Today quite often even things like login or registration sometimes are difficult. An example across which I came a few times are „master sites“ and afiliated sites, like „SwissPass“ and the Swiss Federal Railroad (SBB) or „Miles and More“ and the site of an airline within the system. This allows for a login via the master site, but also for a direct login bypassing the master site, where we do not necessarily have an account. Getting this right technically and UX-wise is a challenge. But the concepts exist. Yes, it is non-trivial identity management.

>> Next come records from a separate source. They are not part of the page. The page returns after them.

//! 查询结果行到领域行结构的映射

use serde_json::{Map, Value};
use sqlx::sqlite::SqliteRow;
use sqlx::Row;
use task_assigning_domain::{DecisionColumns, TaskRow};
use task_assigning_errors::{TaskAssigningError, TaskAssigningResult};

pub struct MappingHelpers;

impl MappingHelpers {
    /// 决策列全部来自 LEFT JOIN，`assigned_user` 为空表示没有决策
    pub fn parse_decision_sqlite(row: &SqliteRow) -> TaskAssigningResult<Option<DecisionColumns>> {
        let assigned_user: Option<String> = row.try_get("assigned_user")?;
        match assigned_user {
            Some(assigned_user) => Ok(Some(DecisionColumns {
                assigned_user,
                index: row.try_get::<Option<i32>, _>("task_index")?.unwrap_or(0),
                published: row.try_get::<Option<bool>, _>("published")?.unwrap_or(false),
            })),
            None => Ok(None),
        }
    }

    /// 摘要查询不连接所有者表，此时所有者列不存在
    pub fn row_to_task_row(row: &SqliteRow, with_owner: bool) -> TaskAssigningResult<TaskRow> {
        let (owner_id, owner_type) = if with_owner {
            (row.try_get("entity_id")?, row.try_get("entity_type")?)
        } else {
            (None, None)
        };

        Ok(TaskRow {
            task_id: row.try_get("task_id")?,
            created_on: row.try_get("created_on")?,
            process_instance_id: row.try_get("process_instance_id")?,
            process_id: row.try_get("process_id")?,
            container_id: row.try_get("container_id")?,
            name: row.try_get("name")?,
            priority: row.try_get("priority")?,
            status: row.try_get("status")?,
            actual_owner: row.try_get("actual_owner")?,
            last_modification_date: row.try_get("last_modification_date")?,
            decision: Self::parse_decision_sqlite(row)?,
            owner_id,
            owner_type,
        })
    }

    /// 解析输入变量，只保留字符串、数字和布尔值
    pub fn parse_input_data_sqlite(
        json_str: Option<&str>,
    ) -> TaskAssigningResult<Option<Map<String, Value>>> {
        let Some(json_str) = json_str.filter(|s| !s.trim().is_empty()) else {
            return Ok(None);
        };

        let value: Value = serde_json::from_str(json_str)
            .map_err(|e| TaskAssigningError::Serialization(format!("解析输入变量失败: {e}")))?;
        match value {
            Value::Object(map) => Ok(Some(Self::simple_values(map))),
            Value::Null => Ok(None),
            other => Err(TaskAssigningError::Serialization(format!(
                "输入变量必须是JSON对象: {other}"
            ))),
        }
    }

    pub fn simple_values(map: Map<String, Value>) -> Map<String, Value> {
        map.into_iter()
            .filter(|(_, v)| matches!(v, Value::String(_) | Value::Number(_) | Value::Bool(_)))
            .collect()
    }
}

And quite often sites just do not work. I tried to register on some sites and gave up. It is necessary to enter 8 pieces of information. If one of them is wrong, the other 7 need to be entered again. Ok, they come from auto completion of the browser, maybe. Phone numbers and dates fields often do not work well. Date fields should always accept ISO-format like „2016-07-16“ besides a date format that is commonly used in the locale of the user, like „16.07.2016“ in Germany and Switzerland (though the official format is ISO). This is ugly, but can be handled, if the desired format is mentioned in the form. Often a calendar widget is useful, because it helps us know the weekday, but in case of the birth date we rarely need it for that reason. The phone number is very often a problem. There are so many variants to this, but actually starting with a „+“ and separating groups of digits with spaces should at least work. That is another issue. Quite a few forms fail because of leading or trailing spaces, which we hardly see and which we sometime get into the form when using copy+paste.
I remember the nightmare of installing Oracle 10-15 years ago. There was a „comfortable“ installer, written in Java (Java 1.1). Everything worked fine and then the installer failed with some red alarm, without any obvious way out, other than do it once again. Of course professional Oracle admins never used this installer and got it right within a day. But leaving the user in a „nightmare“ situation without any visible way out of this is a clear UX anti pattern. Even if I am no way a UX specialist but just an ordinary user I can tell.